Instructions to follow:
Please copy each line of the records below that holds the word "protocol".

Raw data:
// IPC client for the JShell pipe server running inside the target process.
// One blocking request/response exchange per connection.

pub mod pipe;
pub mod protocol;
pub mod transport;

#[cfg(test)]
pub(crate) mod mock;

pub use pipe::PipeConnector;
pub use protocol::{normalize_script, strip_end_marker, HANDSHAKE_GO_AHEAD, HANDSHAKE_READY};
pub use transport::{ChannelTransport, Connector, OpenError, PipeStream};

Output below:
pub mod protocol;
pub use protocol::{normalize_script, strip_end_marker, HANDSHAKE_GO_AHEAD, HANDSHAKE_READY};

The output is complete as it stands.